L'atmosphère devient de plus en plus lourde. Tous les deux ont du mal à discuter après une si longue période sans se voir. M. Henry se souvient que Gwen s'habillait toujours modestement. Maintenant qu'il la voit dans cette situation inattendue, il se sent surpris, honteux et maladroit.
Gwen s'excuse rapidement pour aller se changer et préparer le repas. M. Henry lui suggère de se reposer et propose de s'occuper lui-même de la cuisine.
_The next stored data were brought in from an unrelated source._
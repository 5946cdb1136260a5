use super::*;
use crate::in_memory::InMemoryStore;
use serde_json::json;

#[tokio::test]
async fn delegates_create_and_get_to_inner_store() {
    let traced = TracedStore::new(InMemoryStore::new(), 250);

    traced
        .create("links", "pk", json!({"id": "l1"}))
        .await
        .expect("create");
    let fetched = traced.get("links", "l1", "pk").await.expect("get");
    assert_eq!(fetched, Some(json!({"id": "l1"})));
}

#[tokio::test]
async fn slow_threshold_of_zero_still_returns_results() {
    let traced = TracedStore::new(InMemoryStore::new(), 0);
    traced
        .create("links", "pk", json!({"id": "l1"}))
        .await
        .expect("create");
    let fetched = traced.get("links", "l1", "pk").await.expect("get");
    assert!(fetched.is_some());
}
Morte de honte, elle n'a pas osé répondre un mot à son beau-père. Elle a simplement couru monter les escaliers vers sa chambre aussi vite que possible.
M. Henry a suivi chaque pas de sa belle-fille pendant qu'elle montait. Ses yeux étaient fixés sur son derrière galbé. De temps en temps, il apercevait ses sous-vêtements quand elle arrivait plus haut. L'esprit de M. Henry était agité. Des pensées lubriques lui ont traversé l'esprit, mais il a dû se raisonner. En tant que fermier, cela faisait longtemps qu'il n'avait pas été intime avec une femme. Sa belle-fille était simplement trop belle pour qu'il n'ait pas de telles pensées impures.
Soudain, M. Henry a eu un sursaut. Il s'est rendu compte que son pénis avait durci de manière inconfortable dans son pantalon, comme un concombre contre sa cuisse. Il a commencé à s'inquiéter, n'ayant pas remarqué à quel moment son membre était entré en érection. Il s'est demandé si Gwen l'avait remarqué. Honteux et troublé, M. Henry a rougi. Il connaissait sa belle-fille depuis longtemps. Dès leur première rencontre, il avait su qu'elle était parfaite, belle et intelligente. Les années avaient passé, mais Gwen n'avait pas changé. Elle était même plus attirante et magnifique qu'avant. M. Henry est resté hébété un instant. Il a secoué la tête, a ramassé les provisions et s'est dirigé vers la cuisine.
Gwen, dans l'escalier, se sentait extrêmement gênée. En ouvrant la porte de sa chambre, elle est entrée et s'est appuyée contre le bois. Sa poitrine se soulevait à chaque inspiration, ses mains serrant le col de sa nuisette. Elle s'en voulait : « Pourquoi n'ai-je pas pensé que mon beau-père était à la maison ? M'habiller comme ça, sans même porter de soutien-gorge, mon Dieu !!!! » Elle a baissé les yeux et a vu à quel point son vêtement était fin, ce qui l'a troublée encore plus. « Je ferais mieux de me cogner la tête contre la porte et de mourir de honte. » « Mais !... » Elle s'est arrêtée une seconde, le visage soudain brûlant, sa respiration devenant plus lourde. « Oh là là, pourquoi ce truc était-il si gros ? » Son visage était en feu. Elle a caché son visage dans ses mains en secouant la tête et en murmurant : « Je dois être folle. » Jusqu'à présent, elle n'avait vu que le sexe de son mari, un pénis vietnamien standard, qui était en fait un peu plus petit que la moyenne. Elle avait toujours cru que tous les hommes faisaient cette taille-là.
« Mmm... qu'est-ce qu'il y a, ma chérie ? » Son mari s'est réveillé en sursaut.
Surprise d'être appelée par son mari, elle a fait un petit bond. Elle s'est levée et s'est approchée du lit. « Tu es réveillé, chéri ? J'allais préparer ton petit-déjeuner. Tu as faim ? » Elle ne pouvait pas laisser son mari savoir qu'il l'avait vue dans cet état, alors elle a vite changé de sujet.
« Pas encore... viens ici, laisse-moi te serrer un peu dans mes bras. » Tom a attiré sa femme vers lui.